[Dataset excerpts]
....................
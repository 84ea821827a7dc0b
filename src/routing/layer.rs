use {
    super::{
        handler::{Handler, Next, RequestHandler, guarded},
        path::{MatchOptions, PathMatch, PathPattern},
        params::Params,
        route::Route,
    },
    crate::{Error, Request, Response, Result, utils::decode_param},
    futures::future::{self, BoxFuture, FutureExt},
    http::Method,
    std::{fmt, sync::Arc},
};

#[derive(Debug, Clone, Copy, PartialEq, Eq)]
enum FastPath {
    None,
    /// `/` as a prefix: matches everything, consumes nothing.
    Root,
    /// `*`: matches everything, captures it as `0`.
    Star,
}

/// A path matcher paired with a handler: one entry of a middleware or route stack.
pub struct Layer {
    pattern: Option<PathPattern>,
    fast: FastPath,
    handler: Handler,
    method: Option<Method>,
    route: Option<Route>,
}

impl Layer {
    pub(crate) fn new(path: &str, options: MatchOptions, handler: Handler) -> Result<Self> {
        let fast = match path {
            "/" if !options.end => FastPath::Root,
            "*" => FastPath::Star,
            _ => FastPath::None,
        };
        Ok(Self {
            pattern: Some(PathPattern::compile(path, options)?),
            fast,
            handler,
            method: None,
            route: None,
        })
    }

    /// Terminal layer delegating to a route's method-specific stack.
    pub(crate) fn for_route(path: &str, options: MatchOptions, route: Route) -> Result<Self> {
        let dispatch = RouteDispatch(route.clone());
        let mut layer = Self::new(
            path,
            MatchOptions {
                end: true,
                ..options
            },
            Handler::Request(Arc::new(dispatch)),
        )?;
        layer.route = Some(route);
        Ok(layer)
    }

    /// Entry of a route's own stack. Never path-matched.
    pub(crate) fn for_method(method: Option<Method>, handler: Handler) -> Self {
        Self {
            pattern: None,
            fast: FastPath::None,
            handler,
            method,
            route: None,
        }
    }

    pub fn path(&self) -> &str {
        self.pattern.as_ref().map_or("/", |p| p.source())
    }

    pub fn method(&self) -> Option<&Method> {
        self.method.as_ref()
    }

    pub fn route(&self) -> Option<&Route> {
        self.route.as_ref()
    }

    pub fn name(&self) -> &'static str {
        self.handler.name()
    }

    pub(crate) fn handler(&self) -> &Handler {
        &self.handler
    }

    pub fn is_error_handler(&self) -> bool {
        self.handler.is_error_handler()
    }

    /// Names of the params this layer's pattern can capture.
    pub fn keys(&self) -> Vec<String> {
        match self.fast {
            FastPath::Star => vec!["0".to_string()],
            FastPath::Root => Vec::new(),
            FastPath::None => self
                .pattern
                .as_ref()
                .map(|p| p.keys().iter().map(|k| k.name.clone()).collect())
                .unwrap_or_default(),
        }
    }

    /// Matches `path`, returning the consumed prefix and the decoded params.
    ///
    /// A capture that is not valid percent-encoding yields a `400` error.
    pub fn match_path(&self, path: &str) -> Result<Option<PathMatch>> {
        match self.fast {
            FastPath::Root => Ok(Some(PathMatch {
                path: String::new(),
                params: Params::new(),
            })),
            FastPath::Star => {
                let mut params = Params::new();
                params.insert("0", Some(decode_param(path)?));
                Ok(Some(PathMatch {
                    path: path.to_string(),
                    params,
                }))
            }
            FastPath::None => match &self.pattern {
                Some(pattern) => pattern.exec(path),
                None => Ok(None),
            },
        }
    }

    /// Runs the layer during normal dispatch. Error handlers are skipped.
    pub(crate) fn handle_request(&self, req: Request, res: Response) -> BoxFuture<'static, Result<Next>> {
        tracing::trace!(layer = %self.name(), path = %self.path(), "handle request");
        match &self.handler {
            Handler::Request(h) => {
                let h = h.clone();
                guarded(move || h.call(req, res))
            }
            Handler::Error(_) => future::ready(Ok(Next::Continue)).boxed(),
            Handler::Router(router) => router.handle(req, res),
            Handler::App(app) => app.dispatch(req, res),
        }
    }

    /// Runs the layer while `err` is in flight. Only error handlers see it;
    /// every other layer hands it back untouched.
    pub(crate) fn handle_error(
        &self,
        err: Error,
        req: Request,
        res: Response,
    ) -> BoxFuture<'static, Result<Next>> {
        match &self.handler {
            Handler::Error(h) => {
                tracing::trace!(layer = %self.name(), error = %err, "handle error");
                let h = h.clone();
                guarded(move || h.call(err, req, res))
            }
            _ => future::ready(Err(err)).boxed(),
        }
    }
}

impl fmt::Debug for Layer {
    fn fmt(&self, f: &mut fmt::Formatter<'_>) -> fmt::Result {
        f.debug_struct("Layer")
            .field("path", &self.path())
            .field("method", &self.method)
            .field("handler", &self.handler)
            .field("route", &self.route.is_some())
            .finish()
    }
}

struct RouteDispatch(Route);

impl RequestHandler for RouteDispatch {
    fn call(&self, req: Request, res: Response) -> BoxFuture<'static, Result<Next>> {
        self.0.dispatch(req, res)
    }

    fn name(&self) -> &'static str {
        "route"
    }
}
....................
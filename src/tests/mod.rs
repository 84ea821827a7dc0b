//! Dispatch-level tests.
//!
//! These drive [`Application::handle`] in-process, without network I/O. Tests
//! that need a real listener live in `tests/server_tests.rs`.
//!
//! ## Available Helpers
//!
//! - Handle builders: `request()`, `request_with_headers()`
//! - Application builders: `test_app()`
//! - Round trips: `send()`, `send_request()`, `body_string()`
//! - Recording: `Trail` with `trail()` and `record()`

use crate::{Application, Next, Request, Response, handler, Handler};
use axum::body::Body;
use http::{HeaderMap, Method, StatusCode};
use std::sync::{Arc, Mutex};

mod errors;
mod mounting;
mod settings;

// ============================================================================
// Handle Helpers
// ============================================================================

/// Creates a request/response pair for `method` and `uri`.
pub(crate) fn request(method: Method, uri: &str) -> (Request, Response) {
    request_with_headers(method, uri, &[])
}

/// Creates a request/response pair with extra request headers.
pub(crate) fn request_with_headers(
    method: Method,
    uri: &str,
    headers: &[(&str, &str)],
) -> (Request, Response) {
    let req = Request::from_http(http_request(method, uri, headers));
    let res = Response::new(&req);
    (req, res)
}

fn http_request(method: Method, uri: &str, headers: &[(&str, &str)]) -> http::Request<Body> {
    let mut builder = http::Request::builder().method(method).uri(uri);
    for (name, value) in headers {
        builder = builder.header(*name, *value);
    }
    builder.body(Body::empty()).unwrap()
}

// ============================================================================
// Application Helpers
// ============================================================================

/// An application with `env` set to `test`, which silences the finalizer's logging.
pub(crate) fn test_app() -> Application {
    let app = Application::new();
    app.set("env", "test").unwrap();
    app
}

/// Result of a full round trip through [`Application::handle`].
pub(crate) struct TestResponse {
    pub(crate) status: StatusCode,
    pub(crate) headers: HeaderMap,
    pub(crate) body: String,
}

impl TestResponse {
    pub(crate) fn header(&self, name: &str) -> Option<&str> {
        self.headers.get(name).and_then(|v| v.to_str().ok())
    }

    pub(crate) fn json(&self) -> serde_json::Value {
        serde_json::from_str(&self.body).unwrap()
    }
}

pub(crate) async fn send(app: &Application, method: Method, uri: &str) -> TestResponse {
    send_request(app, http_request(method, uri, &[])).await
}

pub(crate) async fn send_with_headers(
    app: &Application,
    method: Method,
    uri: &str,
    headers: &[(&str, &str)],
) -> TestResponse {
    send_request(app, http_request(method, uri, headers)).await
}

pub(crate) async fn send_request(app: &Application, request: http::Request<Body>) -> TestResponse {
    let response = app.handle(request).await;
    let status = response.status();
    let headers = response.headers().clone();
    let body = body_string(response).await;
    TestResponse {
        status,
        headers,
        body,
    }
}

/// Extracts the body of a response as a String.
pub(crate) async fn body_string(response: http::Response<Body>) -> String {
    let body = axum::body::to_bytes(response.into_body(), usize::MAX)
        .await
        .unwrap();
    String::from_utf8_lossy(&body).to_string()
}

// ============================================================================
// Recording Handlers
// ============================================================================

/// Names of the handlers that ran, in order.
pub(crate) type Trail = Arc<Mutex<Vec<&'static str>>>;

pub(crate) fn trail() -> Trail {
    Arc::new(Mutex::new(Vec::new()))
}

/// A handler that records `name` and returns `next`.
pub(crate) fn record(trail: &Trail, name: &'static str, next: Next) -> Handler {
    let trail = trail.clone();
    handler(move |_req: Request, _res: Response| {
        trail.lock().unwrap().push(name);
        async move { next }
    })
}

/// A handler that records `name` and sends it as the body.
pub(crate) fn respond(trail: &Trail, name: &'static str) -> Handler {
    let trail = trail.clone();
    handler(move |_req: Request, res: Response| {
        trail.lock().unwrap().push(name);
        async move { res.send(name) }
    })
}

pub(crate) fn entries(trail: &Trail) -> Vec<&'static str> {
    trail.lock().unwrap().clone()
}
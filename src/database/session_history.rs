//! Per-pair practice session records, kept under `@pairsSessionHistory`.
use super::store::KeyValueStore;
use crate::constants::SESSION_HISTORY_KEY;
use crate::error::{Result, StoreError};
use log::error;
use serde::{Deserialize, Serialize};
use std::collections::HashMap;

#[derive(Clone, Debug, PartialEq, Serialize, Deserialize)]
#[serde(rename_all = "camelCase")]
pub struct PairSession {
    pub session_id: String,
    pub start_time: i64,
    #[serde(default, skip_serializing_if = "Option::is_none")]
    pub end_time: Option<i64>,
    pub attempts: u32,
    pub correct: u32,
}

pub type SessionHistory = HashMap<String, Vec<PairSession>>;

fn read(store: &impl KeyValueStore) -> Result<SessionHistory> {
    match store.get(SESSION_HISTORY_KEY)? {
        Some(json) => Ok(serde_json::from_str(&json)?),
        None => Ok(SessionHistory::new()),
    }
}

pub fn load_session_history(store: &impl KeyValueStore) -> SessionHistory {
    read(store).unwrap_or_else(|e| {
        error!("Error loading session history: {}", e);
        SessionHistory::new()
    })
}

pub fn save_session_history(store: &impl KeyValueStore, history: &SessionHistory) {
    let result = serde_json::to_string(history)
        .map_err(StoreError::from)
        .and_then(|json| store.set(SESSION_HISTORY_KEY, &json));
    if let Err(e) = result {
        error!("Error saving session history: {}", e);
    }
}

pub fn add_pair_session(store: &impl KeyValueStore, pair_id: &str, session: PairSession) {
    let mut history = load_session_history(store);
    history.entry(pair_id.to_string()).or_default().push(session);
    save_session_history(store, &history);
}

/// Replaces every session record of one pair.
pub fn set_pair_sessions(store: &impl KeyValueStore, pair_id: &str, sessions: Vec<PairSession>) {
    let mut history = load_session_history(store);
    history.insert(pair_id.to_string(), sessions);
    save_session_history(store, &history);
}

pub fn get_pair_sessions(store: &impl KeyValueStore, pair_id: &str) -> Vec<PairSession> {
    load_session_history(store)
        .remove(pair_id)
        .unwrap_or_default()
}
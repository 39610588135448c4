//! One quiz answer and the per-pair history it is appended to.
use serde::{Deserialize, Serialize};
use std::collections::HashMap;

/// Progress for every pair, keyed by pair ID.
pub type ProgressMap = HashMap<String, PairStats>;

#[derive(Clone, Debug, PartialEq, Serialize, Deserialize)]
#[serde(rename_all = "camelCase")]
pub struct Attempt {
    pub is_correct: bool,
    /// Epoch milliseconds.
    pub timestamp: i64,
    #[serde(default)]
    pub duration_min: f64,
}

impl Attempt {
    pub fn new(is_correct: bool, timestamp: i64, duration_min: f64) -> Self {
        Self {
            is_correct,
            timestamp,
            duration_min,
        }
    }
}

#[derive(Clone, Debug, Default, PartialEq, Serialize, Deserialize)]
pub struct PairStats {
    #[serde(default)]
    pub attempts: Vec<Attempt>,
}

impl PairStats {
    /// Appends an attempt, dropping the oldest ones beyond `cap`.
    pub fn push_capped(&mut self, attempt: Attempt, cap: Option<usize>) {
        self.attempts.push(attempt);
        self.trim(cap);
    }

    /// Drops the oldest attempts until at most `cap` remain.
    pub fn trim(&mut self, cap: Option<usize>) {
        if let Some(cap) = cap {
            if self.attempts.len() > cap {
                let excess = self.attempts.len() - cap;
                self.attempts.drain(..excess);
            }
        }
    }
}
....................
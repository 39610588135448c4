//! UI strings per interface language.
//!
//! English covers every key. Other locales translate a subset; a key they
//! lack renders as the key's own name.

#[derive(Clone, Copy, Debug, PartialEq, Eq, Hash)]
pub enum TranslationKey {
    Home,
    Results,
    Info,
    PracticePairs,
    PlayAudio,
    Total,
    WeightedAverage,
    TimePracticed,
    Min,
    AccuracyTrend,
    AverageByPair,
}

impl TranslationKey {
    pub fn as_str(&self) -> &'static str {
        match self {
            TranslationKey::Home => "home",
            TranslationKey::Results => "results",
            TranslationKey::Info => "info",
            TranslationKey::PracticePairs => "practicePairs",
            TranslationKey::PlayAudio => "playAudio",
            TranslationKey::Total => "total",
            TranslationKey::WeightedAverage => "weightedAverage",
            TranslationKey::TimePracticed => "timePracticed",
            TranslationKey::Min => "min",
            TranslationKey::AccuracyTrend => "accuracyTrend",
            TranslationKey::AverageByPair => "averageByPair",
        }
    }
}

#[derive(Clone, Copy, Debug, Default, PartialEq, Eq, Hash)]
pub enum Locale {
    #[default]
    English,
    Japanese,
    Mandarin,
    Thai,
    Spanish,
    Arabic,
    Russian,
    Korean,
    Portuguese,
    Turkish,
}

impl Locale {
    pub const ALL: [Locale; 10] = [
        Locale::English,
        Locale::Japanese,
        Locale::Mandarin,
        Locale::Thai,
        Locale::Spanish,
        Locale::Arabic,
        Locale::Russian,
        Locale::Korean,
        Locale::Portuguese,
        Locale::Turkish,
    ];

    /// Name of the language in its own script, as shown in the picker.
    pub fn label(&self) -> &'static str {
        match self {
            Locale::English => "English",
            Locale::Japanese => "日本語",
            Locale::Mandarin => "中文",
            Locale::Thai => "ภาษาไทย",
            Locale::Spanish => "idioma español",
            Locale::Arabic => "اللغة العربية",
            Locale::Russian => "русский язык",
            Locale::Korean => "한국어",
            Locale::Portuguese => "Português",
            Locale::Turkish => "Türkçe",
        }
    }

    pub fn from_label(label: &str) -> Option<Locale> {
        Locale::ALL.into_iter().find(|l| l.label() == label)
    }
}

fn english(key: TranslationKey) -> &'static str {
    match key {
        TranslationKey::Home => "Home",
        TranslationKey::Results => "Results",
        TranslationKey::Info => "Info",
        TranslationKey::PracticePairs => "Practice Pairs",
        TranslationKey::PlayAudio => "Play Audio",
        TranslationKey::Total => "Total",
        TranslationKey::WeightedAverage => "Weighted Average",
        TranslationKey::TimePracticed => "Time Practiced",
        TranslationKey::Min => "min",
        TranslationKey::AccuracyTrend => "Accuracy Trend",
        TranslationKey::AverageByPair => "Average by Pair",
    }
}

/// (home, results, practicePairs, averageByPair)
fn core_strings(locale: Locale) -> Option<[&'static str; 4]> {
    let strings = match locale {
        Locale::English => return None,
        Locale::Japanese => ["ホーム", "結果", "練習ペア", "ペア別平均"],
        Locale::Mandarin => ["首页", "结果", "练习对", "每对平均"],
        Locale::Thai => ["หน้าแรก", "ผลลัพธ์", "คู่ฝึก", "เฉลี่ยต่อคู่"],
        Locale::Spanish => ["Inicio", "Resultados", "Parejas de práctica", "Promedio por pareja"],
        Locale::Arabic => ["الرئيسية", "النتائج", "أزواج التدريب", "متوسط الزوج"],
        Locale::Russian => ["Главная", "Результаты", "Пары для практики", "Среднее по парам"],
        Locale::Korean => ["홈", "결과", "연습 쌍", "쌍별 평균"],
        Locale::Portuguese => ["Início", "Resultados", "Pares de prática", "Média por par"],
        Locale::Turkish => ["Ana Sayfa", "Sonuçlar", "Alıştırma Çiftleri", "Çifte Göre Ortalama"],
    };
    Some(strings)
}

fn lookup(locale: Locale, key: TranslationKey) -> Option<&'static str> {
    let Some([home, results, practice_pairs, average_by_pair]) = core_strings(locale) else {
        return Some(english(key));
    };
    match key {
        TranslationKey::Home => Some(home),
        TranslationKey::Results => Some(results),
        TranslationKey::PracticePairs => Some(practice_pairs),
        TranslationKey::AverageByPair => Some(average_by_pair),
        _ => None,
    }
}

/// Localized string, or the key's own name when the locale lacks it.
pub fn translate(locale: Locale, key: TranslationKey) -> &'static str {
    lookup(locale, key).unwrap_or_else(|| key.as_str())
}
....................
To do = Report every line of the records that contains the word "axum".

The answer =
use axum::body::Body;
    let body = axum::body::to_bytes(response.into_body(), usize::MAX)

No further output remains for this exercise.